Therefore, the contact detecting device 10 can determine whether the steering wheel 14 is gripped with both hands of the driver, the steering wheel 14 is gripped with one hand, the driver touches a radially outer side of the steering wheel 14, or the driver touches a radially inner side of the steering wheel 14 (finger hooking), and the contact detecting device 10 can effectively detect a contact state of the driver with the steering wheel 14. When a driving mode is switched from an automatic driving mode to a manual driving mode, the automatic driving system can confirm whether or not the driver operably grips the steering wheel 14 from a determination result of the contact detecting device 10.

As described above, in the sensor assembly 30, the sensor electrode 36 is disposed in the base body 22 of the rim portion 16, and the sensor electrode 34 is disposed on an outer side of the sensor electrode 36 in the radial direction of the rim portion 16. In the sensor electrode 36 of the sensor assembly 30, the projecting margin portion 40 exposed from the sensor electrode 34 is a detection region. Therefore, in the sensor assembly 30, the detection region of the sensor electrode 34 and the detection region of the sensor electrode 36 are located at positions different from each other in the circumferential direction of the rim portion 16.

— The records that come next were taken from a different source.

//! # Validation Module
//!
//! Validators, the error collector they write into, and message code
//! resolution.
//!
//! ## Validation Strategy
//! ```text
//! ┌─────────────────────────────────────────────────────────────────────────┐
//! │                      Validator Contract                                 │
//! │                                                                         │
//! │  caller                                                                 │
//! │    │  validator.supports(errors.object_name())?                        │
//! │    │                                                                    │
//! │    ├── no  → Err(CoreError::UnsupportedType), collector untouched      │
//! │    │                                                                    │
//! │    └── yes → check(target, errors)                                     │
//! │                 │                                                       │
//! │                 ├── every rule runs, no short-circuit                  │
//! │                 └── failures appended as ValidationError entries       │
//! │                                                                         │
//! │  Failures are DATA. `validate` returns Ok(()) even when it recorded    │
//! │  errors; Err is reserved for contract violations.                      │
//! └─────────────────────────────────────────────────────────────────────────┘
//! ```
//!
//! ## Usage
//! ```rust
//! use item_core::{Errors, Item, ItemValidator, Validator};
//!
//! let validator = ItemValidator::new();
//! let item = Item::new("", Some(500), Some(10_000));
//!
//! let mut errors = Errors::for_object::<Item>();
//! validator.validate(&item, &mut errors).unwrap();
//! assert_eq!(errors.error_count(), 3);
//!
//! // A collector bound to another object is refused
//! let mut other = Errors::new("order");
//! assert!(validator.validate(&item, &mut other).is_err());
//! assert!(!other.has_errors());
//! ```

pub mod codes;
pub mod errors;
pub mod item;

pub use codes::{CodeFormat, MessageCodesResolver};
pub use errors::{ErrorArg, Errors, ValidationError};
pub use item::ItemValidator;

use crate::error::{CoreError, CoreResult};
use crate::types::FormObject;

/// A validator for one form shape.
pub trait Validator {
    /// Form object this validator checks.
    type Target: FormObject;

    /// Name used in logs and in [`CoreError::UnsupportedType`].
    fn name(&self) -> &'static str;

    /// Whether this validator handles collectors bound to `object_name`.
    fn supports(&self, object_name: &str) -> bool {
        object_name == <Self::Target as FormObject>::OBJECT_NAME
    }

    /// Checks `target` and appends failures to `errors`.
    ///
    /// ## Errors
    /// Returns [`CoreError::UnsupportedType`] when `errors` is bound to an
    /// object this validator does not support. Nothing is appended then.
    fn validate(&self, target: &Self::Target, errors: &mut Errors) -> CoreResult<()> {
        if !self.supports(errors.object_name()) {
            return Err(CoreError::UnsupportedType {
                object_name: errors.object_name().to_string(),
                validator: self.name(),
            });
        }

        self.check(target, errors);
        Ok(())
    }

    /// Runs the rules. Only called once the type gate has passed.
    fn check(&self, target: &Self::Target, errors: &mut Errors);
}
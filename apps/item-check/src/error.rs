//! Error types for item-check.

use item_core::CoreError;
use std::path::PathBuf;

/// Configuration errors.
#[derive(Debug, thiserror::Error)]
pub enum ConfigError {
    #[error("Failed to read config file {path}: {source}")]
    Read {
        path: PathBuf,
        #[source]
        source: std::io::Error,
    },

    #[error("Failed to parse config file {path}: {source}")]
    Parse {
        path: PathBuf,
        #[source]
        source: toml::de::Error,
    },

    #[error("Invalid value for {var}: '{value}'")]
    InvalidValue { var: &'static str, value: String },

    #[error(transparent)]
    Policy(#[from] CoreError),
}

/// Input document errors.
#[derive(Debug, thiserror::Error)]
pub enum InputError {
    #[error("{source_name} is not valid JSON: {error}")]
    Json {
        source_name: String,
        #[source]
        error: serde_json::Error,
    },

    #[error("{source_name}[{index}] is not an item: {error}")]
    NotAnItem {
        source_name: String,
        index: usize,
        #[source]
        error: serde_json::Error,
    },

    #[error("{source_name} must hold an item object or an array of items")]
    UnexpectedShape { source_name: String },
}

As a result, in the sensor assembly 30, contact of the driver with the rim portion 16 can be detected by at least one of the sensor electrode 34 or the sensor electrode 36. In the sensor assembly 30, since the sensor electrode 36 is disposed on an inner side of the sensor electrode 34 in the radial direction of the rim portion 16, it is possible to simplify a structure for separately disposing the sensor electrodes 34 and 36 having different detection regions in the circumferential direction of the rim portion 16. Moreover, in the sensor assembly 30, since the sensor electrode 34 and the sensor electrode 36 are layered in a sheet shape with the insulating sheet 38 interposed therebetween, the sensor electrode 34 and the sensor electrode 36 can be easily assembled to the rim portion 16.

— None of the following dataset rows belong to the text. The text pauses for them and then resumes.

//! # Item Validator
//!
//! Field and cross-field rules for the item form.
//!
//! ## Rules (in order, all of them always run)
//! ```text
//! ┌─────────────────────────────────────────────────────────────────────────┐
//! │  #  Rule                         Fails when                 Error      │
//! │  ─  ───────────────────────────  ─────────────────────────  ─────────  │
//! │  1  itemName present             None / "" / whitespace     required   │
//! │  2  price in range               None / < 1000 / > 1000000  range      │
//! │  3  quantity below max           None / >= 9999             max        │
//! │  4  total price (object level)   price×quantity < 10000     totalPrice │
//! │                                  (only when both Some)      Min        │
//! └─────────────────────────────────────────────────────────────────────────┘
//! ```
//!
//! ## Boundary Asymmetry
//! The price upper bound is inclusive (1,000,000 passes) while the quantity
//! bound is exclusive (9999 fails). Both are kept as they are.

use tracing::debug;

use super::codes::{CodeFormat, MessageCodesResolver};
use super::errors::{ErrorArg, Errors};
use super::Validator;
use crate::error::CoreResult;
use crate::policy::ItemPolicy;
use crate::types::Item;

/// Code for a missing or blank field.
pub const REQUIRED: &str = "required";
/// Code for a value outside `[min, max]`.
pub const RANGE: &str = "range";
/// Code for a value at or above a maximum.
pub const MAX: &str = "max";
/// Code for a total price below the minimum.
pub const TOTAL_PRICE_MIN: &str = "totalPriceMin";

/// Validator for [`Item`] forms.
///
/// Holds only immutable settings, so one instance can be shared freely
/// across threads.
#[derive(Debug, Clone, Copy, Default)]
pub struct ItemValidator {
    policy: ItemPolicy,
    resolver: MessageCodesResolver,
}

impl ItemValidator {
    /// Creates a validator with the default thresholds.
    pub fn new() -> Self {
        Self::default()
    }

    /// Creates a validator with custom thresholds.
    ///
    /// ## Errors
    /// [`CoreError::InvalidPolicy`](crate::CoreError::InvalidPolicy) when the
    /// thresholds contradict each other.
    pub fn with_policy(policy: ItemPolicy) -> CoreResult<Self> {
        policy.validate()?;
        Ok(ItemValidator {
            policy,
            resolver: MessageCodesResolver::default(),
        })
    }

    /// Uses `format` for collectors created by [`ItemValidator::validate_item`].
    pub fn with_code_format(mut self, format: CodeFormat) -> Self {
        self.resolver = MessageCodesResolver::new(format);
        self
    }

    pub fn policy(&self) -> &ItemPolicy {
        &self.policy
    }

    /// Message code format used by [`ItemValidator::validate_item`].
    pub fn code_format(&self) -> CodeFormat {
        self.resolver.format()
    }

    /// Validates `item` into a fresh collector bound to `"item"`.
    ///
    /// ## Example
    /// ```rust
    /// use item_core::{Item, ItemValidator};
    ///
    /// let errors = ItemValidator::new().validate_item(&Item::new("Book", Some(2000), Some(10)));
    /// assert!(!errors.has_errors());
    /// ```
    pub fn validate_item(&self, item: &Item) -> Errors {
        let mut errors = Errors::for_object::<Item>().with_resolver(self.resolver);
        self.check(item, &mut errors);
        errors
    }

    fn check_item_name(&self, item: &Item, errors: &mut Errors) {
        if !has_text(item.item_name.as_deref()) {
            errors.reject_value(
                Item::ITEM_NAME,
                REQUIRED,
                Vec::new(),
                item.item_name.clone().map(ErrorArg::from),
            );
        }
    }

    fn check_price(&self, item: &Item, errors: &mut Errors) {
        let ItemPolicy {
            min_price,
            max_price,
            ..
        } = self.policy;
        let in_range = matches!(item.price, Some(price) if price >= min_price && price <= max_price);

        if !in_range {
            errors.reject_value(
                Item::PRICE,
                RANGE,
                vec![min_price.into(), max_price.into()],
                item.price.map(ErrorArg::from),
            );
        }
    }

    fn check_quantity(&self, item: &Item, errors: &mut Errors) {
        let max_quantity = self.policy.max_quantity;
        let below_max = matches!(item.quantity, Some(quantity) if quantity < max_quantity);

        if !below_max {
            errors.reject_value(
                Item::QUANTITY,
                MAX,
                vec![max_quantity.into()],
                item.quantity.map(ErrorArg::from),
            );
        }
    }

    fn check_total_price(&self, item: &Item, errors: &mut Errors) {
        // Skipped entirely when either operand is absent
        let Some(total) = item.total_price() else {
            return;
        };

        let min_total = self.policy.min_total_price;
        if total < min_total {
            errors.reject(TOTAL_PRICE_MIN, vec![min_total.into(), total.into()]);
        }
    }
}

impl Validator for ItemValidator {
    type Target = Item;

    fn name(&self) -> &'static str {
        "ItemValidator"
    }

    fn check(&self, item: &Item, errors: &mut Errors) {
        let before = errors.error_count();

        self.check_item_name(item, errors);
        self.check_price(item, errors);
        self.check_quantity(item, errors);
        self.check_total_price(item, errors);

        debug!(
            object = errors.object_name(),
            item_id = ?item.id,
            rejected = errors.error_count() - before,
            "item validated"
        );
    }
}

/// True when `value` contains at least one non-whitespace character, as
/// judged by [`is_form_whitespace`].
fn has_text(value: Option<&str>) -> bool {
    value.is_some_and(|s| s.chars().any(|c| !is_form_whitespace(c)))
}

/// Whitespace as the form binding layer sees it.
///
/// ## Differences from `char::is_whitespace`
/// ```text
/// U+00A0, U+2007, U+202F   no-break spaces    → text
/// U+0085                   next line          → text
/// U+001C ..= U+001F        information seps   → whitespace
/// ```
fn is_form_whitespace(c: char) -> bool {
    match c {
        '\u{00A0}' | '\u{2007}' | '\u{202F}' | '\u{0085}' => false,
        '\u{001C}'..='\u{001F}' => true,
        _ => c.is_whitespace(),
    }
}

#[cfg(test)]
mod tests {
    use super::*;
    use crate::error::CoreError;

    fn codes(errors: &Errors) -> Vec<(Option<&str>, &str)> {
        errors
            .all_errors()
            .iter()
            .map(|e| (e.field.as_deref(), e.code.as_str()))
            .collect()
    }

    fn item(name: Option<&str>, price: Option<i64>, quantity: Option<i64>) -> Item {
        Item {
            id: None,
            item_name: name.map(str::to_string),
            price,
            quantity,
        }
    }

    #[test]
    fn test_valid_item() {
        let errors = ItemValidator::new().validate_item(&item(Some("Book"), Some(2000), Some(10)));
        assert!(!errors.has_errors());
    }

    #[test]
    fn test_item_name_required() {
        let validator = ItemValidator::new();
        for name in [
            None,
            Some(""),
            Some("   "),
            Some("\t\n"),
            Some("\u{1C}\u{1D}\u{1E}\u{1F}"),
            Some("\u{2003}\u{3000}\u{2028}"),
        ] {
            let errors = validator.validate_item(&item(name, Some(2000), Some(10)));
            assert_eq!(codes(&errors), vec![(Some("itemName"), "required")], "{name:?}");
            assert!(errors.all_errors()[0].args.is_empty());
        }
    }

    #[test]
    fn test_no_break_spaces_count_as_text() {
        let validator = ItemValidator::new();
        for name in ["\u{A0}", "\u{2007}", "\u{202F}", "\u{85}", " \u{A0} "] {
            let errors = validator.validate_item(&item(Some(name), Some(2000), Some(10)));
            assert!(!errors.has_errors(), "{name:?}");
        }
    }

    #[test]
    fn test_form_whitespace() {
        for c in [
            ' ', '\t', '\n', '\u{0B}', '\u{0C}', '\r', '\u{1C}', '\u{1F}', '\u{2000}', '\u{205F}',
        ] {
            assert!(is_form_whitespace(c), "{c:?}");
        }
        for c in ['a', '\u{A0}', '\u{2007}', '\u{202F}', '\u{85}', '\u{1B}', '\u{200B}'] {
            assert!(!is_form_whitespace(c), "{c:?}");
        }
    }

    #[test]
    fn test_price_bounds() {
        let validator = ItemValidator::new();
        for price in [1_000, 1_001, 500_000, 1_000_000] {
            let errors = validator.validate_item(&item(Some("Book"), Some(price), Some(100)));
            assert!(!errors.has_field_errors("price"), "{price}");
        }
        for price in [None, Some(999), Some(0), Some(-1), Some(1_000_001)] {
            let errors = validator.validate_item(&item(Some("Book"), price, Some(100)));
            let price_errors = errors.field_errors_for("price");
            assert_eq!(price_errors.len(), 1, "{price:?}");
            assert_eq!(price_errors[0].code, "range");
            assert_eq!(
                price_errors[0].args,
                vec![ErrorArg::Integer(1_000), ErrorArg::Integer(1_000_000)]
            );
            assert_eq!(price_errors[0].rejected_value, price.map(ErrorArg::Integer));
        }
    }

    #[test]
    fn test_quantity_bound_is_exclusive() {
        let validator = ItemValidator::new();
        for quantity in [0, 1, 9_998] {
            let errors = validator.validate_item(&item(Some("Book"), Some(1_000_000), Some(quantity)));
            assert!(!errors.has_field_errors("quantity"), "{quantity}");
        }
        for quantity in [None, Some(9_999), Some(10_000)] {
            let errors = validator.validate_item(&item(Some("Book"), Some(2000), quantity));
            let quantity_errors = errors.field_errors_for("quantity");
            assert_eq!(quantity_errors.len(), 1, "{quantity:?}");
            assert_eq!(quantity_errors[0].code, "max");
            assert_eq!(quantity_errors[0].args, vec![ErrorArg::Integer(9_999)]);
        }
    }

    #[test]
    fn test_total_price_min() {
        let errors = ItemValidator::new().validate_item(&item(Some("Book"), Some(1000), Some(5)));
        assert_eq!(codes(&errors), vec![(None, "totalPriceMin")]);
        assert_eq!(
            errors.all_errors()[0].args,
            vec![ErrorArg::Integer(10_000), ErrorArg::Integer(5_000)]
        );
        assert_eq!(errors.all_errors()[0].rejected_value, None);
    }

    #[test]
    fn test_total_price_boundary_is_inclusive() {
        let errors = ItemValidator::new().validate_item(&item(Some("Book"), Some(1000), Some(10)));
        assert!(!errors.has_errors());
    }

    #[test]
    fn test_zero_quantity_is_present() {
        let errors = ItemValidator::new().validate_item(&item(Some("Book"), Some(2000), Some(0)));
        assert_eq!(codes(&errors), vec![(None, "totalPriceMin")]);
        assert_eq!(errors.all_errors()[0].args[1], ErrorArg::Integer(0));
    }

    #[test]
    fn test_total_skipped_when_operand_absent() {
        let validator = ItemValidator::new();

        let errors = validator.validate_item(&item(Some("Book"), None, Some(1)));
        assert!(!errors.has_global_errors());

        let errors = validator.validate_item(&item(Some("Book"), Some(1000), None));
        assert!(!errors.has_global_errors());
    }

    #[test]
    fn test_out_of_range_fields_still_feed_total() {
        let errors = ItemValidator::new().validate_item(&item(Some("Book"), Some(10), Some(10)));
        assert_eq!(codes(&errors), vec![(Some("price"), "range"), (None, "totalPriceMin")]);
    }

    #[test]
    fn test_overflowing_total_does_not_panic() {
        let validator = ItemValidator::new();

        let errors = validator.validate_item(&item(Some("Book"), Some(i64::MAX), Some(i64::MAX)));
        assert!(!errors.has_global_errors());

        let errors = validator.validate_item(&item(Some("Book"), Some(i64::MIN), Some(2)));
        let global = errors.global_errors();
        assert_eq!(global[0].args[1], ErrorArg::Integer(i64::MIN));
    }

    #[test]
    fn test_type_gate() {
        let validator = ItemValidator::new();
        assert!(validator.supports("item"));
        assert!(!validator.supports("order"));

        let mut errors = Errors::new("order");
        let result = validator.validate(&item(None, None, None), &mut errors);
        assert_eq!(
            result,
            Err(CoreError::UnsupportedType {
                object_name: "order".to_string(),
                validator: "ItemValidator",
            })
        );
        assert!(!errors.has_errors());
    }

    #[test]
    fn test_appends_to_existing_collector() {
        let mut errors = Errors::for_object::<Item>();
        errors.reject("duplicateItem", vec![]);

        ItemValidator::new()
            .validate(&item(None, Some(2000), Some(10)), &mut errors)
            .unwrap();

        assert_eq!(
            codes(&errors),
            vec![(None, "duplicateItem"), (Some("itemName"), "required")]
        );
    }

    #[test]
    fn test_custom_policy() {
        let policy = ItemPolicy {
            min_price: 10,
            max_price: 100,
            max_quantity: 5,
            min_total_price: 50,
        };
        let validator = ItemValidator::with_policy(policy).unwrap();

        let errors = validator.validate_item(&item(Some("Pen"), Some(100), Some(4)));
        assert!(!errors.has_errors());

        let errors = validator.validate_item(&item(Some("Pen"), Some(101), Some(5)));
        assert_eq!(codes(&errors), vec![(Some("price"), "range"), (Some("quantity"), "max")]);
        assert_eq!(
            errors.all_errors()[0].args,
            vec![ErrorArg::Integer(10), ErrorArg::Integer(100)]
        );
    }

    #[test]
    fn test_invalid_policy_rejected() {
        let policy = ItemPolicy {
            min_price: 100,
            max_price: 10,
            ..ItemPolicy::default()
        };
        assert!(matches!(
            ItemValidator::with_policy(policy),
            Err(CoreError::InvalidPolicy(_))
        ));
    }

    #[test]
    fn test_code_format() {
        assert_eq!(ItemValidator::new().code_format(), CodeFormat::Prefix);

        let validator = ItemValidator::new().with_code_format(CodeFormat::Postfix);
        assert_eq!(validator.code_format(), CodeFormat::Postfix);

        let errors = validator.validate_item(&item(Some("Book"), Some(1000), Some(5)));
        assert_eq!(
            errors.all_errors()[0].codes,
            vec!["item.totalPriceMin", "totalPriceMin"]
        );
    }
}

In the sensor assembly 30, the detection region of the sensor electrode 34 and the detection region of the sensor electrode 36 are continuous in the circumferential direction of the rim portion 16. As a result, in the sensor assembly 30, it is possible to effectively suppress generation of a region where contact of the driver cannot be detected in the circumferential direction of the rim portion 16, and to accurately detect contact of the driver.

In the sensor assembly 30, since the sensor electrode 34 is superimposed on a part of the sensor electrode 36, continuity between the detection region of the sensor electrode 34 and the detection region of the sensor electrode 36 can be easily ensured, and the detection region of the sensor electrode 34 and the detection region of the sensor electrode 36 can be easily continuous in the circumferential direction of the rim portion 16.

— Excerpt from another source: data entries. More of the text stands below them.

//! Tagging pass: replaces dynamic typing with explicit `Box`/`UnBox`/
//! `GetTag` operations over the uniform 32-bit tagged representation.
//!
//! The nested `IfExp(Eq(tag,int_tag), small, IfExp(Eq(tag,bool_tag),
//! small, big))` shape is generalized into [`small_or_big`] and reused
//! by every operator that shares the small/big dispatch (`Add`,
//! `UnarySub`, `Eq`, `NEq`, and the truth witness used by `if`).

use crate::{
    ast::{BinOp, BoxKind, Expr, Literal, Module, Stmt, UnboxKind},
    atom::Name,
    context::CompileContext,
    error::CompileError,
};

const TAG_INT: i32 = 0;
const TAG_BOOL: i32 = 1;

/// Lowers a desugared module into the fully tag-explicit AST.
pub fn explicate(ctx: &mut CompileContext, module: Module) -> Result<Module, CompileError> {
    Ok(Module { body: explicate_stmts(ctx, module.body)? })
}

fn explicate_stmts(ctx: &mut CompileContext, stmts: Vec<Stmt>) -> Result<Vec<Stmt>, CompileError> {
    let mut out = Vec::with_capacity(stmts.len());
    for stmt in stmts {
        out.extend(explicate_stmt(ctx, stmt)?);
    }
    Ok(out)
}

fn explicate_stmt(ctx: &mut CompileContext, stmt: Stmt) -> Result<Vec<Stmt>, CompileError> {
    match stmt {
        Stmt::Assign(name, expr) => Ok(vec![Stmt::Assign(name, explicate_expr(ctx, expr)?)]),
        Stmt::Discard(expr) => Ok(vec![Stmt::Discard(explicate_expr(ctx, expr)?)]),
        Stmt::Printnl(expr) => Ok(vec![Stmt::Printnl(explicate_expr(ctx, expr)?)]),
        Stmt::If(test, then, or_else) => {
            let test_e = explicate_expr(ctx, test)?;
            let then_e = explicate_stmts(ctx, then)?;
            let else_e = explicate_stmts(ctx, or_else)?;
            let x: Name = ctx.allocate_temp().into();
            let witness = truth_witness(x.clone());
            Ok(vec![Stmt::Assign(x, test_e), Stmt::If(witness, then_e, else_e)])
        }
    }
}

fn explicate_expr(ctx: &mut CompileContext, expr: Expr) -> Result<Expr, CompileError> {
    match expr {
        Expr::Const(Literal::Int(v)) => Ok(Expr::Box(BoxKind::Int, Box::new(Expr::Const(Literal::Int(v))))),
        Expr::Const(Literal::Bool(b)) => {
            Ok(Expr::Box(BoxKind::Bool, Box::new(Expr::Const(Literal::Int(i32::from(b))))))
        }
        Expr::Const(Literal::None) => Ok(Expr::Box(BoxKind::Big, Box::new(Expr::Const(Literal::Int(0))))),
        Expr::Name(n) => Ok(Expr::Name(n)),
        Expr::Add(l, r) => {
            let le = explicate_expr(ctx, *l)?;
            let re = explicate_expr(ctx, *r)?;
            let lt: Name = ctx.allocate_temp().into();
            let rt: Name = ctx.allocate_temp().into();
            let small = Expr::Box(
                BoxKind::Int,
                Box::new(Expr::Add(
                    Box::new(unbox_small(lt.clone())),
                    Box::new(unbox_small(rt.clone())),
                )),
            );
            let big = Expr::Box(
                BoxKind::Big,
                Box::new(Expr::CallFunc("add".to_owned(), vec![unbox_big(lt.clone()), unbox_big(rt.clone())])),
            );
            Ok(bind(lt.clone(), le, bind(rt, re, small_or_big(tag_of(lt), small, big))))
        }
        Expr::UnarySub(e) => {
            let ee = explicate_expr(ctx, *e)?;
            let t: Name = ctx.allocate_temp().into();
            let small = Expr::Box(BoxKind::Int, Box::new(Expr::UnarySub(Box::new(unbox_small(t.clone())))));
            // `negate` is a well-named stub for the big-path runtime symbol.
            let big = Expr::Box(BoxKind::Big, Box::new(Expr::CallFunc("negate".to_owned(), vec![unbox_big(t.clone())])));
            Ok(bind(t.clone(), ee, small_or_big(tag_of(t), small, big)))
        }
        Expr::Bop(op @ (BinOp::Eq | BinOp::NEq), l, r) => {
            let le = explicate_expr(ctx, *l)?;
            let re = explicate_expr(ctx, *r)?;
            let lt: Name = ctx.allocate_temp().into();
            let rt: Name = ctx.allocate_temp().into();
            let runtime_fn = if op == BinOp::Eq { "equal" } else { "not_equal" };
            let small = Expr::Box(
                BoxKind::Bool,
                Box::new(Expr::Bop(op, Box::new(unbox_small(lt.clone())), Box::new(unbox_small(rt.clone())))),
            );
            let big = Expr::Box(
                BoxKind::Bool,
                Box::new(Expr::CallFunc(runtime_fn.to_owned(), vec![unbox_big(lt.clone()), unbox_big(rt.clone())])),
            );
            Ok(bind(lt.clone(), le, bind(rt, re, small_or_big(tag_of(lt), small, big))))
        }
        Expr::Bop(BinOp::Is, l, r) => {
            let le = explicate_expr(ctx, *l)?;
            let re = explicate_expr(ctx, *r)?;
            let lt: Name = ctx.allocate_temp().into();
            let rt: Name = ctx.allocate_temp().into();
            let raw_eq = Expr::Box(BoxKind::Bool, Box::new(Expr::Bop(BinOp::Eq, Box::new(Expr::Name(lt.clone())), Box::new(Expr::Name(rt.clone())))));
            Ok(bind(lt, le, bind(rt, re, raw_eq)))
        }
        Expr::Bop(BinOp::Seq, l, r) => {
            let le = explicate_expr(ctx, *l)?;
            let re = explicate_expr(ctx, *r)?;
            Ok(Expr::Bop(BinOp::Seq, Box::new(le), Box::new(re)))
        }
        Expr::IfExp(t, a, b) => {
            let te = explicate_expr(ctx, *t)?;
            let ae = explicate_expr(ctx, *a)?;
            let be = explicate_expr(ctx, *b)?;
            let x: Name = ctx.allocate_temp().into();
            Ok(bind(x.clone(), te, Expr::IfExp(Box::new(truth_witness(x)), Box::new(ae), Box::new(be))))
        }
        Expr::Let(x, rhs, body) => {
            let rhs_e = explicate_expr(ctx, *rhs)?;
            let body_e = explicate_expr(ctx, *body)?;
            Ok(bind(x, rhs_e, body_e))
        }
        Expr::CallFunc(f, args) => explicate_call(ctx, &f, args),
        Expr::GetTag(e) => Ok(Expr::GetTag(Box::new(explicate_expr(ctx, *e)?))),
        Expr::Box(kind, e) => Ok(Expr::Box(kind, Box::new(explicate_expr(ctx, *e)?))),
        Expr::UnBox(kind, e) => Ok(Expr::UnBox(kind, Box::new(explicate_expr(ctx, *e)?))),
    }
}

fn explicate_call(ctx: &mut CompileContext, f: &str, args: Vec<Expr>) -> Result<Expr, CompileError> {
    let args_e = args.into_iter().map(|a| explicate_expr(ctx, a)).collect::<Result<Vec<_>, _>>()?;
    let call = Expr::CallFunc(f.to_owned(), args_e);
    match f {
        "input" => Ok(Expr::Box(BoxKind::Int, Box::new(call))),
        "create_list" | "create_dict" => Ok(Expr::Box(BoxKind::Big, Box::new(call))),
        "get_subscript" | "set_subscript" => Ok(call),
        other => Err(CompileError::UnknownBuiltin { name: other.to_owned() }),
    }
}

fn unbox_small(n: Name) -> Expr {
    Expr::UnBox(UnboxKind::Small, Box::new(Expr::Name(n)))
}

fn unbox_big(n: Name) -> Expr {
    Expr::UnBox(UnboxKind::Big, Box::new(Expr::Name(n)))
}

fn tag_of(n: Name) -> Expr {
    Expr::GetTag(Box::new(Expr::Name(n)))
}

fn bind(name: Name, rhs: Expr, body: Expr) -> Expr {
    Expr::Let(name, Box::new(rhs), Box::new(body))
}

/// `T(l) == tag_int || T(l) == tag_bool` picks `small`, else `big`,
/// mirroring `explicate.py`'s `_int_or_bool`.
fn small_or_big(tag_expr: Expr, small: Expr, big: Expr) -> Expr {
    Expr::IfExp(
        Box::new(Expr::Bop(BinOp::Eq, Box::new(tag_expr.clone()), Box::new(Expr::Const(Literal::Int(TAG_INT))))),
        Box::new(small.clone()),
        Box::new(Expr::IfExp(
            Box::new(Expr::Bop(BinOp::Eq, Box::new(tag_expr), Box::new(Expr::Const(Literal::Int(TAG_BOOL))))),
            Box::new(small),
            Box::new(big),
        )),
    )
}

/// The 0/non-zero word used to decide an `if`'s branch: the unboxed small
/// value when `x` is `int`/`bool`-tagged, else the runtime's `is_true`.
fn truth_witness(x: Name) -> Expr {
    small_or_big(
        tag_of(x.clone()),
        unbox_small(x.clone()),
        Expr::CallFunc("is_true".to_owned(), vec![Expr::Name(x)]),
    )
}

#[cfg(test)]
mod tests {
    use super::*;
    use crate::abi::{Abi, Platform};

    fn ctx() -> CompileContext {
        CompileContext::new(Abi::new(Platform::Linux), false)
    }

    #[test]
    fn const_int_is_boxed() {
        let mut ctx = ctx();
        let out = explicate_expr(&mut ctx, Expr::Const(Literal::Int(5))).unwrap();
        assert_eq!(out, Expr::Box(BoxKind::Int, Box::new(Expr::Const(Literal::Int(5)))));
    }

    #[test]
    fn add_dispatches_small_and_big() {
        let mut ctx = ctx();
        let out = explicate_expr(&mut ctx, Expr::Add(Box::new(Expr::Const(Literal::Int(1))), Box::new(Expr::Const(Literal::Int(2))))).unwrap();
        // top-level shape is Let(lt, .., Let(rt, .., IfExp(..)))
        let Expr::Let(_, _, body) = out else { panic!("expected Let") };
        let Expr::Let(_, _, body) = *body else { panic!("expected nested Let") };
        assert!(matches!(*body, Expr::IfExp(..)));
    }

    #[test]
    fn unknown_builtin_is_rejected() {
        let mut ctx = ctx();
        let err = explicate_expr(&mut ctx, Expr::CallFunc("frobnicate".to_owned(), vec![])).unwrap_err();
        assert_eq!(err, CompileError::UnknownBuiltin { name: "frobnicate".to_owned() });
    }

    /// No `Const(bool|None)` leaf survives explicate.
    fn assert_no_bool_or_none_consts(expr: &Expr) {
        match expr {
            Expr::Const(Literal::Bool(_) | Literal::None) => panic!("bool/None const leaked: {expr:?}"),
            Expr::Const(Literal::Int(_)) | Expr::Name(_) => {}
            Expr::Add(l, r) | Expr::Bop(_, l, r) | Expr::IfExp(l, r, _) | Expr::Let(_, l, r) => {
                assert_no_bool_or_none_consts(l);
                assert_no_bool_or_none_consts(r);
                if let Expr::IfExp(_, _, e) = expr {
                    assert_no_bool_or_none_consts(e);
                }
            }
            Expr::UnarySub(e) | Expr::GetTag(e) | Expr::Box(_, e) | Expr::UnBox(_, e) => {
                assert_no_bool_or_none_consts(e);
            }
            Expr::CallFunc(_, args) => args.iter().for_each(assert_no_bool_or_none_consts),
        }
    }

    #[test]
    fn explicate_totality_removes_bool_and_none_consts() {
        let mut ctx = ctx();
        for input in [
            Expr::Const(Literal::Bool(true)),
            Expr::Const(Literal::None),
            Expr::IfExp(
                Box::new(Expr::Const(Literal::Bool(false))),
                Box::new(Expr::Const(Literal::Int(1))),
                Box::new(Expr::Const(Literal::None)),
            ),
        ] {
            let out = explicate_expr(&mut ctx, input).unwrap();
            assert_no_bool_or_none_consts(&out);
        }
    }
}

In the sensor assembly 30, the sensor electrode 34 is superimposed on a center of the sensor electrode 36 in the circumferential direction of the rim portion 16. As a result, the detection region of the sensor electrode 34 and the detection region of the sensor electrode 36 can be effectively continuous in the circumferential direction of the rim portion 16.

In the sensor assembly 30, the detection region of the sensor electrode 34 is disposed on an outer side in the radial direction of the steering wheel 14, and the projecting margin portion 40 serving as the detection region of the sensor electrode 36 is disposed on an inner side in the radial direction of the steering wheel 14. As a result, contact of the driver's palm can be detected by the sensor electrode 34, and contact of the driver's finger can be detected by the projecting margin portion 40 of the sensor electrode 36. Therefore, it is possible to effectively detect whether or not the driver grips the steering wheel 14 so as to be able to perform a driving operation.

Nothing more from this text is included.